At this point, community consternation began to grow. For many, it's difficult to see what the problem is here. The problem is, in my not-so-humble opinion, that Jacob Redding is the Executive Director of the Drupal Association. This is a paid position, funded primarily by sponsorship of DrupalCons and to a lesser extention, donations from the community. In a very real sense, he is paid by the Drupal Community and in a sense, he is our employee. Or at the very least, he should be our representative.
But instead of offering an apology and leaving it at that, he offers excuses. Several of us pointed out, in varying levels of criticism, that the community deserved an apology. This is the response:
"@nugoat @walkah @emmajanedotnet @merlinofchaos, it's 7:30pm and past midnight in London. We're reacting as fast as we can."
"The @drupalcon team meant no ill will with the bad tweet today and we're adjusting internally. I apologize if people were offended."
There are two problems. First: he had time to tweet. The time needed to write an apology is no more than the time needed to engage us and tell us how little time is available. Second: an official apology should not be so tepid. Why should this apology be qualified? There is no apology for what actually happened but instead only an apology if you were offended. In fact, I wrote what I thought would be a perfect apology, and that is the reason I'm mentioned in this earlier tweet:
"Hey @jredding, I think what you meant was: "That tweet was in poor taste and I apologize on behalf of DrupalCon and the Drupal Association.""
I can't speak for other members of the community, but for me, things should end right there. We have an apology, albeit a tepid one. But the weakness of the apology has left an unfortunate taste in some people's mouths.
This morning, Jacob posted on the official Drupal Assocation blog. There are some high points and some low points.
The high points: A proper apology is made, though some have indicated it could be better. For me, I'm happy with this apology. It's correct: the tweet was out of bounds for the kind of conference our community should be running, and it works. But...oh and here's the but. It does kind of miss the point.
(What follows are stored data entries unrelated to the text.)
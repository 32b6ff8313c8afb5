//! MercadoLibre API client with OAuth token exchange, refresh rotation, and a sliding-window
//! rate limiter that every outbound call funnels through.
//!
//! The crate is layered:
//!
//! - [`http::Transport`] performs a single HTTP request; [`http::ReqwestTransport`] is the default
//!   implementation.
//! - [`rate_limit::RateLimitedTransport`] decorates any transport with admission control and is a
//!   transport itself, so the two are interchangeable.
//! - [`client::MeliClient`] owns credentials and tokens and exposes the OAuth handshake plus the
//!   `GET`/`POST`/`PUT`/`DELETE`/`OPTIONS` passthrough verbs.

#![deny(clippy::all, missing_docs, unused_crate_dependencies)]

pub mod auth;
pub mod client;
pub mod error;
pub mod http;
pub mod oauth;
pub mod obs;
pub mod rate_limit;
pub mod site;

mod _prelude {
	pub use std::{
		fmt::{Debug, Display, Formatter, Result as FmtResult},
		future::Future,
		pin::Pin,
		str::FromStr,
		sync::Arc,
	};

	pub use async_lock::Mutex as AsyncMutex;
	pub use parking_lot::{Mutex, RwLock};
	#[cfg(feature = "reqwest")]
	pub use reqwest::{Client as ReqwestClient, Error as ReqwestError};
	pub use serde::{Deserialize, Serialize};
	pub use thiserror::Error as ThisError;
	pub use time::{Duration, OffsetDateTime};
	pub use url::Url;

	pub use crate::error::{Error, Result};
}

pub use oauth2::http as http_types;
#[cfg(feature = "reqwest")] pub use reqwest;
pub use url;
#[cfg(test)] use {color_eyre as _, httpmock as _};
It then proceeds to attack the community for responding. But why? We've proven that's how the internet works. Perceived bad behavior is piled on. Sometimes this is good, sometimes this is bad, but it is effective and it is all people have. The criticism of the criticism can actually be problematic, because it is a silencing tactic. But also, and this is the galling part, it demonstrates that Jacob doesn't really get what was wrong, and thinks that the community itself, or at least the part that responded, is more wrong. (Disclosure: He does attempt to separate constructive response from destructive response. I agree with this separation; destructive response is, well destructive. That said...)
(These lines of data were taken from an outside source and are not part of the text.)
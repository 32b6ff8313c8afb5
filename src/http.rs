//! Transport primitives for MercadoLibre API calls.
//!
//! The module exposes [`Transport`] alongside [`ApiResponse`] so downstream crates can plug in
//! custom HTTP clients without losing the client's decoding helpers or the rate limiter.
//! Requests and responses are expressed with the [`http`](oauth2::http) types re-exported by
//! `oauth2`, keeping the contract independent from any particular HTTP stack.

// std
#[cfg(feature = "reqwest")] use std::time::Duration as StdDuration;
// crates.io
use oauth2::http::{HeaderMap, StatusCode, header::RETRY_AFTER};
use serde::de::DeserializeOwned;
use serde_json::Value;
use time::format_description::well_known::Rfc2822;
// self
use crate::_prelude::*;
#[cfg(feature = "reqwest")] use crate::error::{ConfigError, TransportError};

/// Outbound request handed to a [`Transport`].
pub type HttpRequest = oauth2::HttpRequest;

/// Boxed future returned by [`Transport::send`].
pub type TransportFuture<'a> = Pin<Box<dyn Future<Output = Result<ApiResponse>> + 'a + Send>>;

/// Abstraction over HTTP stacks capable of executing one request.
///
/// The trait is the client's only dependency on an HTTP implementation. It is also the seam the
/// rate limiter decorates: [`RateLimitedTransport`](crate::rate_limit::RateLimitedTransport)
/// implements `Transport` by wrapping another `Transport`, so code written against the trait
/// accepts the raw transport and the throttled one interchangeably.
///
/// Implementations report transport-level failures through [`Error`]; HTTP error statuses are
/// successful sends and come back as an [`ApiResponse`].
pub trait Transport
where
	Self: 'static + Send + Sync,
{
	/// Sends `request` and resolves once the full response body has been read.
	fn send(&self, request: HttpRequest) -> TransportFuture<'_>;
}
impl<T> Transport for Arc<T>
where
	T: ?Sized + Transport,
{
	fn send(&self, request: HttpRequest) -> TransportFuture<'_> {
		self.as_ref().send(request)
	}
}

/// Fully buffered HTTP response returned by a [`Transport`].
#[derive(Clone, Debug)]
pub struct ApiResponse {
	/// HTTP status code.
	pub status: StatusCode,
	/// Response headers.
	pub headers: HeaderMap,
	/// Raw response body.
	pub body: Vec<u8>,
}
impl ApiResponse {
	/// Creates a response from its parts.
	pub fn new(status: StatusCode, headers: HeaderMap, body: impl Into<Vec<u8>>) -> Self {
		Self { status, headers, body: body.into() }
	}

	/// Returns the numeric status code.
	pub fn status_code(&self) -> u16 {
		self.status.as_u16()
	}

	/// Returns `true` for 2xx responses.
	pub fn is_success(&self) -> bool {
		self.status.is_success()
	}

	/// Returns the body as UTF-8 text, replacing invalid sequences.
	pub fn text(&self) -> String {
		String::from_utf8_lossy(&self.body).into_owned()
	}

	/// Decodes the body into `T`, reporting the JSON path of any mismatch.
	pub fn json<T>(&self) -> Result<T>
	where
		T: DeserializeOwned,
	{
		let mut de = serde_json::Deserializer::from_slice(&self.body);

		serde_path_to_error::deserialize(&mut de)
			.map_err(|source| Error::Decode { source, status: self.status_code() })
	}

	/// Decodes the body leniently.
	///
	/// Empty bodies map to [`DecodedBody::Empty`]. Bodies that are not valid JSON are kept as raw
	/// text next to the decoder's message instead of being discarded.
	pub fn decode(&self) -> DecodedBody {
		if self.body.iter().all(u8::is_ascii_whitespace) {
			return DecodedBody::Empty;
		}

		match serde_json::from_slice::<Value>(&self.body) {
			Ok(value) => DecodedBody::Json(value),
			Err(e) => DecodedBody::Raw { text: self.text(), error: format!("JSON decode error: {e}") },
		}
	}

	/// Parses the `Retry-After` header as either delta-seconds or an RFC 2822 date.
	pub fn retry_after(&self) -> Option<Duration> {
		parse_retry_after(&self.headers)
	}
}

/// Body of an [`ApiResponse`] decoded without a target schema.
#[derive(Clone, Debug, PartialEq)]
pub enum DecodedBody {
	/// No body was returned.
	Empty,
	/// Body parsed as JSON.
	Json(Value),
	/// Body was not valid JSON.
	Raw {
		/// Raw response text.
		text: String,
		/// Decoder message explaining why parsing failed.
		error: String,
	},
}
impl DecodedBody {
	/// Returns the JSON value when decoding succeeded.
	pub fn as_json(&self) -> Option<&Value> {
		match self {
			Self::Json(value) => Some(value),
			_ => None,
		}
	}

	/// Returns the decode error message for raw bodies.
	pub fn error(&self) -> Option<&str> {
		match self {
			Self::Raw { error, .. } => Some(error),
			_ => None,
		}
	}
}

/// Immutable connection settings applied when building the default transport.
#[derive(Clone, Debug, PartialEq, Eq, Serialize, Deserialize)]
#[serde(default)]
pub struct TransportConfig {
	/// `User-Agent` header sent with every request.
	pub user_agent: String,
	/// Whether TLS certificates are verified.
	pub verify_tls: bool,
	/// Maximum time allowed to establish a connection, in seconds.
	pub connect_timeout_secs: u64,
	/// Maximum time allowed for the whole request, in seconds.
	pub timeout_secs: u64,
}
impl TransportConfig {
	/// Overrides the user agent.
	pub fn with_user_agent(mut self, user_agent: impl Into<String>) -> Self {
		self.user_agent = user_agent.into();

		self
	}

	/// Overrides both timeouts.
	pub fn with_timeouts(mut self, connect_timeout_secs: u64, timeout_secs: u64) -> Self {
		self.connect_timeout_secs = connect_timeout_secs;
		self.timeout_secs = timeout_secs;

		self
	}

	/// Toggles TLS certificate verification.
	pub fn with_verify_tls(mut self, verify_tls: bool) -> Self {
		self.verify_tls = verify_tls;

		self
	}
}
impl Default for TransportConfig {
	fn default() -> Self {
		Self {
			user_agent: concat!("MELI-RUST-SDK-", env!("CARGO_PKG_VERSION")).into(),
			verify_tls: true,
			connect_timeout_secs: 10,
			timeout_secs: 60,
		}
	}
}

/// Default [`Transport`] backed by a shared [`ReqwestClient`].
///
/// The client is built once from a [`TransportConfig`] and reused for every request so TCP and
/// TLS connections are pooled.
#[cfg(feature = "reqwest")]
#[derive(Clone, Debug)]
pub struct ReqwestTransport(ReqwestClient);
#[cfg(feature = "reqwest")]
impl ReqwestTransport {
	/// Builds a transport from explicit connection settings.
	pub fn new(config: &TransportConfig) -> Result<Self> {
		let client = ReqwestClient::builder()
			.user_agent(config.user_agent.as_str())
			.connect_timeout(StdDuration::from_secs(config.connect_timeout_secs))
			.timeout(StdDuration::from_secs(config.timeout_secs))
			.danger_accept_invalid_certs(!config.verify_tls)
			.build()
			.map_err(ConfigError::from)?;

		Ok(Self(client))
	}

	/// Wraps an existing reqwest [`ReqwestClient`].
	pub fn with_client(client: ReqwestClient) -> Self {
		Self(client)
	}
}
#[cfg(feature = "reqwest")]
impl AsRef<ReqwestClient> for ReqwestTransport {
	fn as_ref(&self) -> &ReqwestClient {
		&self.0
	}
}
#[cfg(feature = "reqwest")]
impl Transport for ReqwestTransport {
	fn send(&self, request: HttpRequest) -> TransportFuture<'_> {
		let client = self.0.clone();

		Box::pin(async move {
			let request: reqwest::Request = request.try_into().map_err(ConfigError::from)?;
			let response = client.execute(request).await.map_err(TransportError::from)?;
			let status = response.status();
			let headers = response.headers().to_owned();
			let body = response.bytes().await.map_err(TransportError::from)?;

			Ok(ApiResponse::new(status, headers, body.to_vec()))
		})
	}
}

fn parse_retry_after(headers: &HeaderMap) -> Option<Duration> {
	let value = headers.get(RETRY_AFTER)?;
	let raw = value.to_str().ok()?.trim();

	if let Ok(secs) = raw.parse::<u64>() {
		return Some(Duration::seconds(i64::try_from(secs).unwrap_or(i64::MAX)));
	}
	if let Ok(moment) = OffsetDateTime::parse(raw, &Rfc2822) {
		let delta = moment - OffsetDateTime::now_utc();

		if delta.is_positive() {
			return Some(delta);
		}
	}

	None
}

#[cfg(test)]
mod tests {
	// crates.io
	use oauth2::http::HeaderValue;
	// self
	use super::*;

	fn response(status: u16, body: &str) -> ApiResponse {
		ApiResponse::new(
			StatusCode::from_u16(status).expect("Status fixture should be valid."),
			HeaderMap::new(),
			body,
		)
	}

	#[test]
	fn decode_keeps_raw_text_for_invalid_json() {
		let decoded = response(200, "<html>oops</html>").decode();

		match decoded {
			DecodedBody::Raw { text, error } => {
				assert_eq!(text, "<html>oops</html>");
				assert!(error.starts_with("JSON decode error"));
			},
			other => panic!("Unexpected decoded body: {other:?}."),
		}
	}

	#[test]
	fn decode_distinguishes_empty_and_json_bodies() {
		assert_eq!(response(204, "").decode(), DecodedBody::Empty);
		assert_eq!(
			response(200, "{\"id\":\"MLB123\"}").decode().as_json(),
			Some(&serde_json::json!({ "id": "MLB123" }))
		);
	}

	#[test]
	fn json_reports_the_failing_path() {
		#[derive(Debug, Deserialize)]
		struct Item {
			#[allow(dead_code)]
			price: u64,
		}

		let err = response(200, "{\"price\":\"cheap\"}")
			.json::<Item>()
			.expect_err("String price should not decode into u64.");

		match err {
			Error::Decode { source, status } => {
				assert_eq!(status, 200);
				assert_eq!(source.path().to_string(), "price");
			},
			other => panic!("Unexpected error variant: {other:?}."),
		}
	}

	#[test]
	fn retry_after_accepts_delta_seconds() {
		let mut resp = response(429, "");

		resp.headers.insert(RETRY_AFTER, HeaderValue::from_static("7"));

		assert_eq!(resp.retry_after(), Some(Duration::seconds(7)));

		resp.headers.insert(RETRY_AFTER, HeaderValue::from_static("not-a-date"));

		assert_eq!(resp.retry_after(), None);
	}

	#[test]
	fn default_transport_config_matches_documented_defaults() {
		let config = TransportConfig::default();

		assert!(config.user_agent.starts_with("MELI-RUST-SDK-"));
		assert!(config.verify_tls);
		assert_eq!(config.connect_timeout_secs, 10);
		assert_eq!(config.timeout_secs, 60);

		let parsed: TransportConfig = serde_json::from_str("{\"timeout_secs\":5}")
			.expect("Partial transport config should deserialize with defaults.");

		assert_eq!(parsed.timeout_secs, 5);
		assert_eq!(parsed.connect_timeout_secs, 10);
	}
}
For my part, I don't know that this would've gone anywhere like this far if the first, or possibly second tweet out of @jredding or @drupalcon or @drupalassociation had cut & pasted the apology I provided. What more can people on the internet really ask for? An admission of guilt and an apology, and an attempt to do better in the future, right? This is the failure, here. Jacob needs to lead, and he leads through actions. I know he didn't make the initial tweet, but that doesn't matter. He's the one in charge, he was the one taking control of the situation, and he blew the opportunity to defuse it, right then and there, by taking responsibility.
I think this is important. Because as a member of the community, money that I helped funnel into the DA by promoting Drupal with my open source software goes to Jacob, and I have no real control over him or his actions. And I want that community to be strong and I want its leaders able to take charge and take responsibility. This affair should not have ended with Jacob Redding sending recriminations to the community. This affair should've ended with an admission, an apology, a promise to do better and nothing more.